- Opening Delimiter -
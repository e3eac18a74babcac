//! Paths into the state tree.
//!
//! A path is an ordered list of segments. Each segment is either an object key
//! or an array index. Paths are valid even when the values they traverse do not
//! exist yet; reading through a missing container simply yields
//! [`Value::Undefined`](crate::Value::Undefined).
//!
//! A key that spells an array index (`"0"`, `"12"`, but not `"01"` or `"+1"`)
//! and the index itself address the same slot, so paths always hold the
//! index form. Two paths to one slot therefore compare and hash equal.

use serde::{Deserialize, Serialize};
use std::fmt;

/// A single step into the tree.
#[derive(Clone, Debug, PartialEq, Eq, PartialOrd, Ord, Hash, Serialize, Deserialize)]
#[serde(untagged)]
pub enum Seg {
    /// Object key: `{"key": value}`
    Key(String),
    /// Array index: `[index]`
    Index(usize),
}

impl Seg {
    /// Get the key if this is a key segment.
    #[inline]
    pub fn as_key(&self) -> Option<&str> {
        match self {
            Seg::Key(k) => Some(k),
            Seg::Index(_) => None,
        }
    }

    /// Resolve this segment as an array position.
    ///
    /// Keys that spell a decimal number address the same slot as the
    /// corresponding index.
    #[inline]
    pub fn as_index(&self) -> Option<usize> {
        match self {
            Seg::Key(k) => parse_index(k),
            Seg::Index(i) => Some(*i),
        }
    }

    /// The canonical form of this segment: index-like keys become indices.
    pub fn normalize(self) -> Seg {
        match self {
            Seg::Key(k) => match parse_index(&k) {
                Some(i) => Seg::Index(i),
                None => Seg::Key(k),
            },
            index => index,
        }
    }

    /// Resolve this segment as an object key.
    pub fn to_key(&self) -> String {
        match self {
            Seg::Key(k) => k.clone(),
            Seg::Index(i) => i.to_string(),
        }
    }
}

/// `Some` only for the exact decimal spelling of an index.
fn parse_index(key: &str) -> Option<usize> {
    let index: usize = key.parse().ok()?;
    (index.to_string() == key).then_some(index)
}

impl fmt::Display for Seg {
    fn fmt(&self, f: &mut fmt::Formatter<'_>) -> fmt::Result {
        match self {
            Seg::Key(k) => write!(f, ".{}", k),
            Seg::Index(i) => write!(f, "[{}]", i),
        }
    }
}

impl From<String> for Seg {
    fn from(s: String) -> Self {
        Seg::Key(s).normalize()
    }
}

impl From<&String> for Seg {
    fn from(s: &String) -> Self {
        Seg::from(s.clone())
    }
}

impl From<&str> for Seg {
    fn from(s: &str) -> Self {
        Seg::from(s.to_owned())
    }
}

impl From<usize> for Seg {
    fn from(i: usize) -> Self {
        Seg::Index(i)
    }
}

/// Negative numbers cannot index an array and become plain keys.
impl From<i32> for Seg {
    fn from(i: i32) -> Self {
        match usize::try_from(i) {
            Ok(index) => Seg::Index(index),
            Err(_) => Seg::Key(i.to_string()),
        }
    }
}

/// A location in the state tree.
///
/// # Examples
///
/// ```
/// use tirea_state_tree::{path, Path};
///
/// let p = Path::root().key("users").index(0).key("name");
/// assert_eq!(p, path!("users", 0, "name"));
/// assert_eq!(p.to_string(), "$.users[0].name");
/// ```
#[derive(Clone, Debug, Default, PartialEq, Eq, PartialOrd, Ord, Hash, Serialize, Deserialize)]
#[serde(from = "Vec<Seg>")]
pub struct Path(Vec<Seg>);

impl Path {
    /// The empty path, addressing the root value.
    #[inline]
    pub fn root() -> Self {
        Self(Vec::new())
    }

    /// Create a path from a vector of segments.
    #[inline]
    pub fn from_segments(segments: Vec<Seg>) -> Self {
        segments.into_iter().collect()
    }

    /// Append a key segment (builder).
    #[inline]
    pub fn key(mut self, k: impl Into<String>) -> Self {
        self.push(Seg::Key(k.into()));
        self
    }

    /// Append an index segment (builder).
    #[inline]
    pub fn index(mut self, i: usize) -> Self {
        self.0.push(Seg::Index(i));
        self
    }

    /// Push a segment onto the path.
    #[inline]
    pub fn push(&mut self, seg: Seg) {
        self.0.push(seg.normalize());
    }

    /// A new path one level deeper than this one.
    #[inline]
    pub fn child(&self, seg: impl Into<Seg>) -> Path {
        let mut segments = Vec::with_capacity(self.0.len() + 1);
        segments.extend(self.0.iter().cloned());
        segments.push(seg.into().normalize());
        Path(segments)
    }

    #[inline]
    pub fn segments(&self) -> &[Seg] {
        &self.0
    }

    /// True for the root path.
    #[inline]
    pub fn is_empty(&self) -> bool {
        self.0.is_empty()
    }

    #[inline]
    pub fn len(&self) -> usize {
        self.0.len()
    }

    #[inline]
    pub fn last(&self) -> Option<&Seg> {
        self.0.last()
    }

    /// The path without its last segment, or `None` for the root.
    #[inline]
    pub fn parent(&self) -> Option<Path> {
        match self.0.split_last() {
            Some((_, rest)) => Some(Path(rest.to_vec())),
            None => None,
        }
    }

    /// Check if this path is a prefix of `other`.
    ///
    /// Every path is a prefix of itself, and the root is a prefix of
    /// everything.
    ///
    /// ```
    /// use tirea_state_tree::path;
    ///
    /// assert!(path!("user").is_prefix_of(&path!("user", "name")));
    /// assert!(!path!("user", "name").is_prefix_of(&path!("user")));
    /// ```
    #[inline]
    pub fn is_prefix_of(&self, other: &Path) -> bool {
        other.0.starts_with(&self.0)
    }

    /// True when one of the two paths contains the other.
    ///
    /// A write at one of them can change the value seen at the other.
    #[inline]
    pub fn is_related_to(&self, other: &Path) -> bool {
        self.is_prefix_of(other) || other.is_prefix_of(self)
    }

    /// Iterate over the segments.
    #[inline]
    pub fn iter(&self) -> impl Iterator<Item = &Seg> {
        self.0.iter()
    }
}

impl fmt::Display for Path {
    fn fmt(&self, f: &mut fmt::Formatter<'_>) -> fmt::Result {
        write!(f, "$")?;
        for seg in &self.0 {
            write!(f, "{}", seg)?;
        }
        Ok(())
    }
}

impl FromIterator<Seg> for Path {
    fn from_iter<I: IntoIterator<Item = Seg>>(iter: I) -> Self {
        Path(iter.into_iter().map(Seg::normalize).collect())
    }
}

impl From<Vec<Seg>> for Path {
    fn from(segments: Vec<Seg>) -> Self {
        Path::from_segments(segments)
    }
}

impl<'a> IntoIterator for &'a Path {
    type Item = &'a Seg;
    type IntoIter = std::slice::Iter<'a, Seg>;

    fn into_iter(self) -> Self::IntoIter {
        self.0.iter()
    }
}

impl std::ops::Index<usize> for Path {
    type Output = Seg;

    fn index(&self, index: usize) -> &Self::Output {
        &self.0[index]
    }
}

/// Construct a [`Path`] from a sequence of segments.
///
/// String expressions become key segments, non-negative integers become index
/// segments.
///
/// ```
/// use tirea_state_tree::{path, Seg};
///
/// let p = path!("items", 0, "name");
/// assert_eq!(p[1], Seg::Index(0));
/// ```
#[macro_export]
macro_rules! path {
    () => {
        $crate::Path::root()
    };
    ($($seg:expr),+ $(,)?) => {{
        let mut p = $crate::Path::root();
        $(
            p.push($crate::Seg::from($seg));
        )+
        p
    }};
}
- Closing Delimiter -
- Opening Delimiter -
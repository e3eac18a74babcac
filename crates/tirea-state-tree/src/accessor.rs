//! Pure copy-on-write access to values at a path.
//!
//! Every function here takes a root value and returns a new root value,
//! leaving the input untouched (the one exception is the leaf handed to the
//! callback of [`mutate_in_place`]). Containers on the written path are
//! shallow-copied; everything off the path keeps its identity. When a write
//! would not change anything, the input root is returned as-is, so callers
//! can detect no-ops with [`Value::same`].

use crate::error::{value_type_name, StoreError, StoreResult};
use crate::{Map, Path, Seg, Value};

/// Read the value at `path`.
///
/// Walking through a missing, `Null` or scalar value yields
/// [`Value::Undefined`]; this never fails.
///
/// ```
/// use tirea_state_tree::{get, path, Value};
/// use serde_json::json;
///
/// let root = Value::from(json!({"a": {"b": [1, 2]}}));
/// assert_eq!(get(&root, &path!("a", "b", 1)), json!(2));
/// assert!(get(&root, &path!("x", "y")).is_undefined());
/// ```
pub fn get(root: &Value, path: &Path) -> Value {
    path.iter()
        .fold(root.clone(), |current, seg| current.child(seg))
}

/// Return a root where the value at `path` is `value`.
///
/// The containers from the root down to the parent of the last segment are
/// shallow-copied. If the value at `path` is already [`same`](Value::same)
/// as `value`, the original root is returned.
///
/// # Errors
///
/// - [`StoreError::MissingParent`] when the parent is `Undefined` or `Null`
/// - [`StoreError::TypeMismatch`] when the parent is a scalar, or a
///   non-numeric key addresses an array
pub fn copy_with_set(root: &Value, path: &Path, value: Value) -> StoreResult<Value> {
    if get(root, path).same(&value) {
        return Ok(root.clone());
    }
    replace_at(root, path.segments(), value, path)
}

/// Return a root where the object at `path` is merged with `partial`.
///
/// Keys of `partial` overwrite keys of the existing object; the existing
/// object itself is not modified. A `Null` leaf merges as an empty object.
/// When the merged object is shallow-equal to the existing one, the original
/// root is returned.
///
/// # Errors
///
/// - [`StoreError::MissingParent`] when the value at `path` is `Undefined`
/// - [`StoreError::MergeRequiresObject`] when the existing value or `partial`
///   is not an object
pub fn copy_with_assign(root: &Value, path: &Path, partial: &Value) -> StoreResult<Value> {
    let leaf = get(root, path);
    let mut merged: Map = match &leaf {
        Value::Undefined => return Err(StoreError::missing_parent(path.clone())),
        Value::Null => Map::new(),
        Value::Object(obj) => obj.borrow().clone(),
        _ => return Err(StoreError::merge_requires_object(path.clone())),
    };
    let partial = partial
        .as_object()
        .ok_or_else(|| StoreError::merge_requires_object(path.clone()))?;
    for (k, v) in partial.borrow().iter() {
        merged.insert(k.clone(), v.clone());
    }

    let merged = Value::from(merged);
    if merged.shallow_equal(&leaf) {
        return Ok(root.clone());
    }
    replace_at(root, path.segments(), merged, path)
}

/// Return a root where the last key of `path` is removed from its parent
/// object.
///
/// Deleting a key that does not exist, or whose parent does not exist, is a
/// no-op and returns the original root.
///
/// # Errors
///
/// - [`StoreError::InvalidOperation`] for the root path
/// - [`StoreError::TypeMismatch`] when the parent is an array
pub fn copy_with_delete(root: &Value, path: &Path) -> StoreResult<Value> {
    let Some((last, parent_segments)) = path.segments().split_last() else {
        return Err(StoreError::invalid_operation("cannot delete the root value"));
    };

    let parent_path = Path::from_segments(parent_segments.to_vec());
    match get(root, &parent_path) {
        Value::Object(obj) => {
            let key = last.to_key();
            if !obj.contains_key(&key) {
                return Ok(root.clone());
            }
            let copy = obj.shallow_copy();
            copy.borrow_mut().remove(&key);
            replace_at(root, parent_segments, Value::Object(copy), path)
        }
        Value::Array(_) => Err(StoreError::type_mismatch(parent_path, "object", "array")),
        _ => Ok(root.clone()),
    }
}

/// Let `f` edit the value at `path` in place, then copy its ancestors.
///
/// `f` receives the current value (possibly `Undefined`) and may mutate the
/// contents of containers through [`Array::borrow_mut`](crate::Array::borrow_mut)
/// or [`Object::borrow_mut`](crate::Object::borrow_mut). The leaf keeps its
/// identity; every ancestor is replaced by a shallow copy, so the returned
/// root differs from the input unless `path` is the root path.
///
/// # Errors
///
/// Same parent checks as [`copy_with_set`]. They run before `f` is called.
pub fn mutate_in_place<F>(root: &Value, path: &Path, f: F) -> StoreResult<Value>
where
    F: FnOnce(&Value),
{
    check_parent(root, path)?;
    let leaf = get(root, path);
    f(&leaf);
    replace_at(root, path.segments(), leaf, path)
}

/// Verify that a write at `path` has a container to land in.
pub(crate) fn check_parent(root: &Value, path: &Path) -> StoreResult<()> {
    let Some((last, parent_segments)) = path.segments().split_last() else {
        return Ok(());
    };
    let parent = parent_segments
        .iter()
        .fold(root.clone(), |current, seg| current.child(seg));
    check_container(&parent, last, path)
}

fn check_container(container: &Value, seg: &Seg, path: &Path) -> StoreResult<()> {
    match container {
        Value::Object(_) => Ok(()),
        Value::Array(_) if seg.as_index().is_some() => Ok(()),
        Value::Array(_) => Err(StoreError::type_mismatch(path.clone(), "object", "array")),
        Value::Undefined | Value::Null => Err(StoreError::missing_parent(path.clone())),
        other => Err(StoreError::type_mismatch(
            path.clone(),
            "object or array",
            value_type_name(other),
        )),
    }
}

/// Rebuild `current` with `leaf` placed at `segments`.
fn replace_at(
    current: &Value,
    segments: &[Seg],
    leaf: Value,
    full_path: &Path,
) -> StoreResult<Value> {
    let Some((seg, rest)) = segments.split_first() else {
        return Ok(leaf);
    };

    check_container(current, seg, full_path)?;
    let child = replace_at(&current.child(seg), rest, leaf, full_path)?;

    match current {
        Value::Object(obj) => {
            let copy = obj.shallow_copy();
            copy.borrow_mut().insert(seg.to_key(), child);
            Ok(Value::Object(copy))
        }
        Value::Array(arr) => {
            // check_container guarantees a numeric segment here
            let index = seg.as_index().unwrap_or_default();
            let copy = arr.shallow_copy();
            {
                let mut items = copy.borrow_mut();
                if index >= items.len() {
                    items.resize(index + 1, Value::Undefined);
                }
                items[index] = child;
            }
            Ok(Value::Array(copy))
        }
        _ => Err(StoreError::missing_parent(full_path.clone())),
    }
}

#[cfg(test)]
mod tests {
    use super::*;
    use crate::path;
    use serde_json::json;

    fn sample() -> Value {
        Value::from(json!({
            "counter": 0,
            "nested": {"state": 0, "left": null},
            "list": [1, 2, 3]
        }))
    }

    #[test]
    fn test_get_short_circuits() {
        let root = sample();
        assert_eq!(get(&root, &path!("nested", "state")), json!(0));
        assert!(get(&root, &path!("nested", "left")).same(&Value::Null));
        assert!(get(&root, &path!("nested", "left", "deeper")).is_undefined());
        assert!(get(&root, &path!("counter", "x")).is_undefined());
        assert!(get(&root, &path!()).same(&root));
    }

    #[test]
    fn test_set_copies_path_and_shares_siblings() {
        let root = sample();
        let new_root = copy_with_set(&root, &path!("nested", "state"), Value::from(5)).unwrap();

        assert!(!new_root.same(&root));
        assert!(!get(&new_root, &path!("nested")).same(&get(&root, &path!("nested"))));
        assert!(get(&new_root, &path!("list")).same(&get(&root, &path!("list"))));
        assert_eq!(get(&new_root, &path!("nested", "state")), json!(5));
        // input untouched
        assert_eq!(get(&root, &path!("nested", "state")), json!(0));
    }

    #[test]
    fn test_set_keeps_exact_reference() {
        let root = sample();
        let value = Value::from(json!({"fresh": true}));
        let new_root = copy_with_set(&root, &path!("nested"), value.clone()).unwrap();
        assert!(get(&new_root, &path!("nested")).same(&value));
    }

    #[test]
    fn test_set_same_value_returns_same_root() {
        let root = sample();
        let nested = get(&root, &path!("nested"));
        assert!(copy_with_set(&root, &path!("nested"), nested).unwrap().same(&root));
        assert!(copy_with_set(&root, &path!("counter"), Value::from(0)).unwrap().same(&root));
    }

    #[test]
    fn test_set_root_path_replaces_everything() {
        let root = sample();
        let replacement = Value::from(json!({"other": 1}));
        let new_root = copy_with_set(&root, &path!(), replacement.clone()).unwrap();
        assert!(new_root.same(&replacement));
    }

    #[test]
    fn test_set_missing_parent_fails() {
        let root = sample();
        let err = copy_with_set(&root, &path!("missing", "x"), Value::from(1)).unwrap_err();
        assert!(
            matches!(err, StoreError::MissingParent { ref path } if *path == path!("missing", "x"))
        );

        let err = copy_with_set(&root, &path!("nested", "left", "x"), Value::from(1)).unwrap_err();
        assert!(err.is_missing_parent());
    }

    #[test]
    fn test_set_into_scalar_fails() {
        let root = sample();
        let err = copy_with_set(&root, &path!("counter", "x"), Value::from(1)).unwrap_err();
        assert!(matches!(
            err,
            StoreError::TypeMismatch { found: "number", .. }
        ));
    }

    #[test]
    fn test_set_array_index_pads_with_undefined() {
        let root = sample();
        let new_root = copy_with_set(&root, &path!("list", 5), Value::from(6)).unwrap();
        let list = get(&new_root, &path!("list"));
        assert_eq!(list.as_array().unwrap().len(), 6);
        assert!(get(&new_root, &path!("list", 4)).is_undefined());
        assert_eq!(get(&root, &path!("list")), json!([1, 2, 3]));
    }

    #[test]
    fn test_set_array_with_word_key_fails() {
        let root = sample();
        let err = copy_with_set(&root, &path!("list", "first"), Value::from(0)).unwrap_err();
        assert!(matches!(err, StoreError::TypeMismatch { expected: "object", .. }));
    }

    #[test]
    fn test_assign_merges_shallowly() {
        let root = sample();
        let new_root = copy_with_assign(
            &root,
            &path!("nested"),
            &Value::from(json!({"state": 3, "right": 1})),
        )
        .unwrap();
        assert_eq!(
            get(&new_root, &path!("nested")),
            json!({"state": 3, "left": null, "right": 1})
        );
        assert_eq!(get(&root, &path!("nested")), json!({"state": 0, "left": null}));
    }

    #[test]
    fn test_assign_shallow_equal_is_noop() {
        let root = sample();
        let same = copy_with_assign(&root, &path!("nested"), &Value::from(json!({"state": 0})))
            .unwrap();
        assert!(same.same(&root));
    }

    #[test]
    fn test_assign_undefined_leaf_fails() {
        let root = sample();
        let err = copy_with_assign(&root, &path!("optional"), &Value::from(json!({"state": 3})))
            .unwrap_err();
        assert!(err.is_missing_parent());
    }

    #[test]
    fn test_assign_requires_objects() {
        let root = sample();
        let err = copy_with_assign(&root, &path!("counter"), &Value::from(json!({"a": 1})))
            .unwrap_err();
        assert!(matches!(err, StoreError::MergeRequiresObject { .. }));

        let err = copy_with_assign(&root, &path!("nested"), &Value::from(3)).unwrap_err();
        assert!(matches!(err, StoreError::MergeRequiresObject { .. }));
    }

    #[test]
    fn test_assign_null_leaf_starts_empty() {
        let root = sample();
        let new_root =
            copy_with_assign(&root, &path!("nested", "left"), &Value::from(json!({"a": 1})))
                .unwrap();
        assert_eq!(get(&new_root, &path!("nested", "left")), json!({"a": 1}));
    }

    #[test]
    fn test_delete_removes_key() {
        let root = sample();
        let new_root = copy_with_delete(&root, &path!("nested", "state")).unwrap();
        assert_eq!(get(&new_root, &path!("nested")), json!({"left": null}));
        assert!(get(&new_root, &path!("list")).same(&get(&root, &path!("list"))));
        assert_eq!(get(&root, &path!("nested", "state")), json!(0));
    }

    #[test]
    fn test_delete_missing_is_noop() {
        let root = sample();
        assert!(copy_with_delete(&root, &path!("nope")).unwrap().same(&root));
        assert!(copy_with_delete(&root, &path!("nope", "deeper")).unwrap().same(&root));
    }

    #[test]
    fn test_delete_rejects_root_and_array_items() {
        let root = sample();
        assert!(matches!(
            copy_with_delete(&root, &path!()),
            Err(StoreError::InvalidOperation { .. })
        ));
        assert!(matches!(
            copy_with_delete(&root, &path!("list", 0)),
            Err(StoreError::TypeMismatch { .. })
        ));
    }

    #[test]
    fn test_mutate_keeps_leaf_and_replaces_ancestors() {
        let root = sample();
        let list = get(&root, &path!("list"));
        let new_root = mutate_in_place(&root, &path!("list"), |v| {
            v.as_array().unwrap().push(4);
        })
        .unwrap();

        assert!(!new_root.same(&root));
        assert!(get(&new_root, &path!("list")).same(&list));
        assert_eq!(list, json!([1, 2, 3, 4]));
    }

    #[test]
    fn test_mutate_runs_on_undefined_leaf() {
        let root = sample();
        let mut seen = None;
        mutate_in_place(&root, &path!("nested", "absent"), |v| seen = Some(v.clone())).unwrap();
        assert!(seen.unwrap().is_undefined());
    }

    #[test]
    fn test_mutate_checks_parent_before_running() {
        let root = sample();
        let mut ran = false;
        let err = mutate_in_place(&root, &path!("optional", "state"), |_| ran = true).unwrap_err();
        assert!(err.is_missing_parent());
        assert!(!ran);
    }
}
- Closing Delimiter -
ASSIGNMENT: Over the whole listing above, give the number of lines in which "original" occurs, and no other words.

RESPONSE: 3